=== DIRECTIONS ===
Locate the word "medication" in the data below, then copy every line that holds it.

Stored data
####################

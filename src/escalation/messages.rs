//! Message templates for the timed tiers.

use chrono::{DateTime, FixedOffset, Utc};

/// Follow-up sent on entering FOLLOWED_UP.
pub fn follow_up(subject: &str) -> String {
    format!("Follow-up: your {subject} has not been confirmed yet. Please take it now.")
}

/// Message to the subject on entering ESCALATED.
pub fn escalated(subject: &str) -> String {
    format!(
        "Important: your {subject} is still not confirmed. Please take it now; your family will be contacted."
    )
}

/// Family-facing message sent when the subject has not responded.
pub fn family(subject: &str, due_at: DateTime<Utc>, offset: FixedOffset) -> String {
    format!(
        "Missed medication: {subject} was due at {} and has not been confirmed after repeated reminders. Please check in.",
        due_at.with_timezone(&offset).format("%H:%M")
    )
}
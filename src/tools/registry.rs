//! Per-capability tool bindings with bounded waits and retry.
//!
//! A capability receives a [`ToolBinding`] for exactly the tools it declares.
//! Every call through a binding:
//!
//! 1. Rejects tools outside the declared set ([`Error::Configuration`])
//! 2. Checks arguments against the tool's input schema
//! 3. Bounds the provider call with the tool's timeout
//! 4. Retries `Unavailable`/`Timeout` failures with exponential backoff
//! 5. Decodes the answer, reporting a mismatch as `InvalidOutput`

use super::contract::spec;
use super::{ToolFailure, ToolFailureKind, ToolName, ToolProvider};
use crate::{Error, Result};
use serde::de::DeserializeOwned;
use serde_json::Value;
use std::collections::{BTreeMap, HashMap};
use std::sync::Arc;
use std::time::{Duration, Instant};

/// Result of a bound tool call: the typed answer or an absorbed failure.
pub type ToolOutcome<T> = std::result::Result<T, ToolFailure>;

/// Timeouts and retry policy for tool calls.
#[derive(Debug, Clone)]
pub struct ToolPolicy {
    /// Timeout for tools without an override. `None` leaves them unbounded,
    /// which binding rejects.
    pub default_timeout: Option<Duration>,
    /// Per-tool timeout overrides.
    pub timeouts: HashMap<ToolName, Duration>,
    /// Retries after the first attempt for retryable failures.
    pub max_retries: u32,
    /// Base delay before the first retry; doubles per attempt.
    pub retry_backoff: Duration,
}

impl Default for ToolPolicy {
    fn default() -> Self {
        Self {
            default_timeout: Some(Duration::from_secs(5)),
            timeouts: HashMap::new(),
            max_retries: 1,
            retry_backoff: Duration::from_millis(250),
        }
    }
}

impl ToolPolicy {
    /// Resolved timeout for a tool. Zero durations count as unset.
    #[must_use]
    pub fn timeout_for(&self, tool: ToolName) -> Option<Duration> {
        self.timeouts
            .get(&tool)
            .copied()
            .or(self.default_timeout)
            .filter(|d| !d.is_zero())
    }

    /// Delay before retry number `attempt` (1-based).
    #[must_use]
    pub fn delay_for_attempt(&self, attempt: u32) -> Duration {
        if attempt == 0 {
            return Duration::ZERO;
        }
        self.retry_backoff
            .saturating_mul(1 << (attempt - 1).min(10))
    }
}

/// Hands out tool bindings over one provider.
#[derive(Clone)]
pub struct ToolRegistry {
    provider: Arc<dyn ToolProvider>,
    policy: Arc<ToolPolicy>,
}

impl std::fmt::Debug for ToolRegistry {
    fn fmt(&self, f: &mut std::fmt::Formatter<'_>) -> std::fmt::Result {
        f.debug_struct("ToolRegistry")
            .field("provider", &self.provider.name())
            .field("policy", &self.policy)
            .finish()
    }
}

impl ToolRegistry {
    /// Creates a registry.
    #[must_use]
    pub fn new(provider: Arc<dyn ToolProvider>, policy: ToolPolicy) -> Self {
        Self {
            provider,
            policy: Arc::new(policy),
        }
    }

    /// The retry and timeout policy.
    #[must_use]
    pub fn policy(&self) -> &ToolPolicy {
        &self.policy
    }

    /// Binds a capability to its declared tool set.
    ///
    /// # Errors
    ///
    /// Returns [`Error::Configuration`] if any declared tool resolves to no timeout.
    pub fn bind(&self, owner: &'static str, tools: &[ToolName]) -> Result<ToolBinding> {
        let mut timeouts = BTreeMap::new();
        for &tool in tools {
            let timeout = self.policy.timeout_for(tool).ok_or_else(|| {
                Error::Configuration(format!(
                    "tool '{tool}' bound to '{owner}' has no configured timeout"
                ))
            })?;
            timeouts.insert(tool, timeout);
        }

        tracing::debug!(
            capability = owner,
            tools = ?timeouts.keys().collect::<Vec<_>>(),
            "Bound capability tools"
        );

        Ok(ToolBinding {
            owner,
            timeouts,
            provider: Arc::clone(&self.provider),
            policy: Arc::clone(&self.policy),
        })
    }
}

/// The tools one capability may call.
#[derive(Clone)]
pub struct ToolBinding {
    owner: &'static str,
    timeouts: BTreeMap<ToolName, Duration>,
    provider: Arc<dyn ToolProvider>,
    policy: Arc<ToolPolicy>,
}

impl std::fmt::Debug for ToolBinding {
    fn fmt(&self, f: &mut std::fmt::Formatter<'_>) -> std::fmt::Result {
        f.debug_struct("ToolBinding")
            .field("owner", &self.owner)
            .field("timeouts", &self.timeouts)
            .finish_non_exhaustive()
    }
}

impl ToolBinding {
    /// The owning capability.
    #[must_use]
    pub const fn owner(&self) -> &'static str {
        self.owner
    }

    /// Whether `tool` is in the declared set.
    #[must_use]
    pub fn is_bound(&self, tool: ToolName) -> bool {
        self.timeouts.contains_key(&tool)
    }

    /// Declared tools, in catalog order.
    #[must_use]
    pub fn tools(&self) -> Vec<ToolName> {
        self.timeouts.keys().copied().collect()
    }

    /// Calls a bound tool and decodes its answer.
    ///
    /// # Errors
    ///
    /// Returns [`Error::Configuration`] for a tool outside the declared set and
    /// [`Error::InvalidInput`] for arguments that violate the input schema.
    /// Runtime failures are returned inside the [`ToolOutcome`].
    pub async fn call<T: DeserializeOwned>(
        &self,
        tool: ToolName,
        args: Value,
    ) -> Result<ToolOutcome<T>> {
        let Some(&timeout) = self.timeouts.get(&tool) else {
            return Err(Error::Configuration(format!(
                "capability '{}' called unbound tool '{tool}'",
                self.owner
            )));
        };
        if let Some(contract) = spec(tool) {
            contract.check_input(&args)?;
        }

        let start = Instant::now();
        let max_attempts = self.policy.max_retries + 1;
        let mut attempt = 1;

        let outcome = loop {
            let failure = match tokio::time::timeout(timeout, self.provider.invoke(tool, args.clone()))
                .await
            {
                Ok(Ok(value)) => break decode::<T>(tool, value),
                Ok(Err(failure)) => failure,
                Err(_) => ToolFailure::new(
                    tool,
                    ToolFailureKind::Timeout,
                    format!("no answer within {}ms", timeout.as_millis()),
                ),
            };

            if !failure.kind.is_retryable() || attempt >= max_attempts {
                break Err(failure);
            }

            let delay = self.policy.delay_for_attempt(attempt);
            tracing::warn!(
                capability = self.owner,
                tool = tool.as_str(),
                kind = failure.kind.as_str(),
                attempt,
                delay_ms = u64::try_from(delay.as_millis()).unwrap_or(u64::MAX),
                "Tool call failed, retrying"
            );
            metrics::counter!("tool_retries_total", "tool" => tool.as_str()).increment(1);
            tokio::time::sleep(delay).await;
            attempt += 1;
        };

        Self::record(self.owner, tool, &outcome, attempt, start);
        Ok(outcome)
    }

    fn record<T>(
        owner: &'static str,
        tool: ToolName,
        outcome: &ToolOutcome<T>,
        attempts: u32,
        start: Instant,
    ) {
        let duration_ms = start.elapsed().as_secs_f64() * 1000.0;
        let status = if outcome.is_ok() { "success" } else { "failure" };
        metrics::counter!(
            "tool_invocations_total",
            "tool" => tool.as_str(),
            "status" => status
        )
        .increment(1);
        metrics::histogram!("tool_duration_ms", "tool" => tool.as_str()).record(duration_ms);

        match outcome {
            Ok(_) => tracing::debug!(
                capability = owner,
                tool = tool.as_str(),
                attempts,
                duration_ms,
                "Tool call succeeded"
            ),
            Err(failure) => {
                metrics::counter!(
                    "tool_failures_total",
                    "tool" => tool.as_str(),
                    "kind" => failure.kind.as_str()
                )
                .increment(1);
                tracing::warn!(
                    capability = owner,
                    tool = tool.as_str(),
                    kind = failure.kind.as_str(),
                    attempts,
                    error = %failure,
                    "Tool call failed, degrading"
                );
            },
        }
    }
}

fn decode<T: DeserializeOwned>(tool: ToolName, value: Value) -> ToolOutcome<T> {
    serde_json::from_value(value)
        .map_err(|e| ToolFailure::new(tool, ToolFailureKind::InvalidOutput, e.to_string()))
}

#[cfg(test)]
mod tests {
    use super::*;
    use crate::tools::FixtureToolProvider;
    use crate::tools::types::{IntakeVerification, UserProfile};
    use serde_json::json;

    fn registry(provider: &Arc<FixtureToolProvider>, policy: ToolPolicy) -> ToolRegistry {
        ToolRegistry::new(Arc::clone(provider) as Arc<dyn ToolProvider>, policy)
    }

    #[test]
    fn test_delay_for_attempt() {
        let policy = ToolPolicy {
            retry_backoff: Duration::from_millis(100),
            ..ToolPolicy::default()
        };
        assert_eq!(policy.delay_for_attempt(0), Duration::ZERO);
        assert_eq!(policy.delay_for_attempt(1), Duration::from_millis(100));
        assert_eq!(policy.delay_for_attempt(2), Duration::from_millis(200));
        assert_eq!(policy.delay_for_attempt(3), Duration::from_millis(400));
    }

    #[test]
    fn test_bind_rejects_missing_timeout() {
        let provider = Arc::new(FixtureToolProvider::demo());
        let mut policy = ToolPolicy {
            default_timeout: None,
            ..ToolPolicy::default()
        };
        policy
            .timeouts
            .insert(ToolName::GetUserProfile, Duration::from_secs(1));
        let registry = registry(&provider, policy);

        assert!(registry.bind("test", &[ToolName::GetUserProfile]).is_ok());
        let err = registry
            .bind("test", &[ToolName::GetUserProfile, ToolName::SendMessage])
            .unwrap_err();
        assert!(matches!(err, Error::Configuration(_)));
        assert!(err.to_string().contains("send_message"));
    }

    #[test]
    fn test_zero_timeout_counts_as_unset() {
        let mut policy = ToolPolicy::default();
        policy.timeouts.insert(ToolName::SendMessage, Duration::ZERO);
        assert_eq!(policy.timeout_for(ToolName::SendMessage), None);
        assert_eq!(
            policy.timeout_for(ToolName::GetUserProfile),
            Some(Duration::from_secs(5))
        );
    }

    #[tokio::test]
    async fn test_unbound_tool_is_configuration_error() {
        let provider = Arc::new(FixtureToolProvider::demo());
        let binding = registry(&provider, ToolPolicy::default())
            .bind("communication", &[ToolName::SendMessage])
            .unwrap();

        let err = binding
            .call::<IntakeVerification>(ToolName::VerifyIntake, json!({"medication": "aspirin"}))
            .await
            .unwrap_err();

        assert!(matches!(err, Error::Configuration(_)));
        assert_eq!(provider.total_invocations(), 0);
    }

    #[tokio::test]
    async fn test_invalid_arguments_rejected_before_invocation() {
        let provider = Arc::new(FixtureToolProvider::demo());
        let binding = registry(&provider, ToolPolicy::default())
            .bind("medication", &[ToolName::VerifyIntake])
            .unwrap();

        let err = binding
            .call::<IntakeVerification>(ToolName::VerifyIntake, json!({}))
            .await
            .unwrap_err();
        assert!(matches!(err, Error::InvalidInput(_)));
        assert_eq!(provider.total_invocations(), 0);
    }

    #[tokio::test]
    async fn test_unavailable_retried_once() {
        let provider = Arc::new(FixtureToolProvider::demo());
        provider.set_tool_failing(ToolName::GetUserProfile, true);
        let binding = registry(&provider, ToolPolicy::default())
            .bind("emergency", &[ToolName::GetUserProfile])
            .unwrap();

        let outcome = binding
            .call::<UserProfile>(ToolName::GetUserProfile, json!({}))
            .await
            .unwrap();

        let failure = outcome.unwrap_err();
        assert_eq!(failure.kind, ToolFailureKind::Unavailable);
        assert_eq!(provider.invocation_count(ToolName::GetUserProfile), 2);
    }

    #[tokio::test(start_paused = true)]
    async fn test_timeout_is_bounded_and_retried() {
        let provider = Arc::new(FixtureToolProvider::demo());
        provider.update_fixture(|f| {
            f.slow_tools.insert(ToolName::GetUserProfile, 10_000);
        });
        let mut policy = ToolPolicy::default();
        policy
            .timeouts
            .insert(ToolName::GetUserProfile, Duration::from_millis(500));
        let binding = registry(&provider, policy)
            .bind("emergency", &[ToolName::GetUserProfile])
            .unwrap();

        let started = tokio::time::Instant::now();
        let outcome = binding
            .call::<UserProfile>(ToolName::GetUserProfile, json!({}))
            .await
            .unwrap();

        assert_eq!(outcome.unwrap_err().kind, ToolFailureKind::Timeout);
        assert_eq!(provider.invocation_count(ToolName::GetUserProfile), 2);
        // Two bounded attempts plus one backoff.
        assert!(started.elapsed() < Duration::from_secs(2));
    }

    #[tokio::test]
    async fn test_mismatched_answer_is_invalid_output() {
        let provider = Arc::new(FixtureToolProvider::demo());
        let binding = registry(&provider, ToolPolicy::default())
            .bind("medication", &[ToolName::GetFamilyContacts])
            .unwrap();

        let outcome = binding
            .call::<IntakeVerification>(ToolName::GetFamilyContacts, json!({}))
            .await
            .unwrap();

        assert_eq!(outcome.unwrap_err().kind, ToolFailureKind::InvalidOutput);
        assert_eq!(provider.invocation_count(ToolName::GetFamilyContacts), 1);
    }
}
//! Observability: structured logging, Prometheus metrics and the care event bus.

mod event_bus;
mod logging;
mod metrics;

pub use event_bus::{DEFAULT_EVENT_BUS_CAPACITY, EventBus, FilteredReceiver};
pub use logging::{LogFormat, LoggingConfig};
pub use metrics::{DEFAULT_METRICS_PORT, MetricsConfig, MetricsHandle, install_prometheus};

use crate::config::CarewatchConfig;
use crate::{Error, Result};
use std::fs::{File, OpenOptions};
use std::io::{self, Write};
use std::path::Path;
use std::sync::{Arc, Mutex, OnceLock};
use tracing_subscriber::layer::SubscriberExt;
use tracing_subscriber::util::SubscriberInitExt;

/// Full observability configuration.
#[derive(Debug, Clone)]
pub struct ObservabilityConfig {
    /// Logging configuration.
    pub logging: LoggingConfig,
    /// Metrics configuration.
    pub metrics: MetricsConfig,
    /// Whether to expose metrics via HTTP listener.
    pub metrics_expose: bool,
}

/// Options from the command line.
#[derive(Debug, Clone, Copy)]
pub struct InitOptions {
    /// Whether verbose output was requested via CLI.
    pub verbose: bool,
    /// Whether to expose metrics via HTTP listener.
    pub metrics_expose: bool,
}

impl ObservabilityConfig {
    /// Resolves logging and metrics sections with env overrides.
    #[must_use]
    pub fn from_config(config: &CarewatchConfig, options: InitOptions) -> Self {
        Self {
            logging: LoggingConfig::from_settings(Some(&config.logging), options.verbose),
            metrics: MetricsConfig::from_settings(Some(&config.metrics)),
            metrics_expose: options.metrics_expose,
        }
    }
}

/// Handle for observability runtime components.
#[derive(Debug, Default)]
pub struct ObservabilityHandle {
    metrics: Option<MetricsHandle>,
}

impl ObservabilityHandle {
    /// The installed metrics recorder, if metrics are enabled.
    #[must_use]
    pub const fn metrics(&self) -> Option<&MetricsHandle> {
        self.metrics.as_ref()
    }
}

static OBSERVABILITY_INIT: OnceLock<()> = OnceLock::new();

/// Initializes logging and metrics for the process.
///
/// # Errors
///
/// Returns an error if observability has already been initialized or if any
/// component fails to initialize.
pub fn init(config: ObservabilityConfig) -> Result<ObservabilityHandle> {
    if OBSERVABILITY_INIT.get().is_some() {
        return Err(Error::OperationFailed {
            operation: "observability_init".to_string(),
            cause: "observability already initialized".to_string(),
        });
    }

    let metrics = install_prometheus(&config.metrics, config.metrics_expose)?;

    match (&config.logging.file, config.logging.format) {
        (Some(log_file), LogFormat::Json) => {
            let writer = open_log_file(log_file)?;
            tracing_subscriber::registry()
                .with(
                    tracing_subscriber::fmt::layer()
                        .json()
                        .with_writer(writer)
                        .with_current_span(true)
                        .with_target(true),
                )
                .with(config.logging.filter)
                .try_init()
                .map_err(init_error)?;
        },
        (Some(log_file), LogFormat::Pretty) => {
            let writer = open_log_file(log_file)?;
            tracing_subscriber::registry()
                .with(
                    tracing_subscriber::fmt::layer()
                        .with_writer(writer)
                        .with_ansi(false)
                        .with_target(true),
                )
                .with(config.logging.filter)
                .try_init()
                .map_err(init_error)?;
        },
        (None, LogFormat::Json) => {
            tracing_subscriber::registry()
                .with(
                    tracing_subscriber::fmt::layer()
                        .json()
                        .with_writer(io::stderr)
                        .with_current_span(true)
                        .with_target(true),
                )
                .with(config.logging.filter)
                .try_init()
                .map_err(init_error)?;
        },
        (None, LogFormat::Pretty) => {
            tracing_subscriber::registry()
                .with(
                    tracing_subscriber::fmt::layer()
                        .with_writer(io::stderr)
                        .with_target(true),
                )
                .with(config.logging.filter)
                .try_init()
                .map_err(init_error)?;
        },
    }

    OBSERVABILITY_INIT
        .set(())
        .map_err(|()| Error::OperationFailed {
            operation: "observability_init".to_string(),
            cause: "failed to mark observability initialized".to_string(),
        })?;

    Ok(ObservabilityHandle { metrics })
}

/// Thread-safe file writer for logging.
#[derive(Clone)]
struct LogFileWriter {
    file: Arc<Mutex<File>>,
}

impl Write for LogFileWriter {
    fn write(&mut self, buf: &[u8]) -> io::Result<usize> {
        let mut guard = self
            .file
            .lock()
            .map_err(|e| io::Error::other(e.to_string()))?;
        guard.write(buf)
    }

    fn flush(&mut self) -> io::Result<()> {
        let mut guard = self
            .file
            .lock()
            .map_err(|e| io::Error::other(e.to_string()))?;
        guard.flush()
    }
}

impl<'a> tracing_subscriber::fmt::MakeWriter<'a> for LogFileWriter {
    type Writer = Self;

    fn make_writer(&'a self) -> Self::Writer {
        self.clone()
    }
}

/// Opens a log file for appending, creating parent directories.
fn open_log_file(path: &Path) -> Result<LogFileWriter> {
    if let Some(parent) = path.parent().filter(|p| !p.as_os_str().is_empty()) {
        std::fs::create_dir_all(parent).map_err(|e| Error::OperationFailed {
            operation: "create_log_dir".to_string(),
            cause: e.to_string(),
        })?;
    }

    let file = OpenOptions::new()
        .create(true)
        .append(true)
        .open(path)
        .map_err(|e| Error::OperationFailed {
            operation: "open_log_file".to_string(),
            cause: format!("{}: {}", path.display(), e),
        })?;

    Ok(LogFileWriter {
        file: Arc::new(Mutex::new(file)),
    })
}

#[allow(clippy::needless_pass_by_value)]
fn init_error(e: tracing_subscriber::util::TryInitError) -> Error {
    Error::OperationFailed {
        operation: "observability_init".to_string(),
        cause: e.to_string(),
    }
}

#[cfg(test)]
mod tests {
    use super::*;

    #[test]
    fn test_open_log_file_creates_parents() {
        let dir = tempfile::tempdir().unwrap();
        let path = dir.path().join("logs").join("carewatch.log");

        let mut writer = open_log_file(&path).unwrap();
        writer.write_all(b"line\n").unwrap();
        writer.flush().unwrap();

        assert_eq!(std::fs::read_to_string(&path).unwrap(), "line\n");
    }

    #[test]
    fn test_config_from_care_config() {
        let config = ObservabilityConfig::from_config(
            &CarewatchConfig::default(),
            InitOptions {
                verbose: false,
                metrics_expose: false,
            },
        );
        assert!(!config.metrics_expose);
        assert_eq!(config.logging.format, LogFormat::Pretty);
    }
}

####################

=== THE ANSWER ===
        "Missed medication: {subject} was due at {} and has not been confirmed after repeated reminders. Please check in.",
            .call::<IntakeVerification>(ToolName::VerifyIntake, json!({"medication": "aspirin"}))
            .bind("medication", &[ToolName::VerifyIntake])
            .bind("medication", &[ToolName::GetFamilyContacts])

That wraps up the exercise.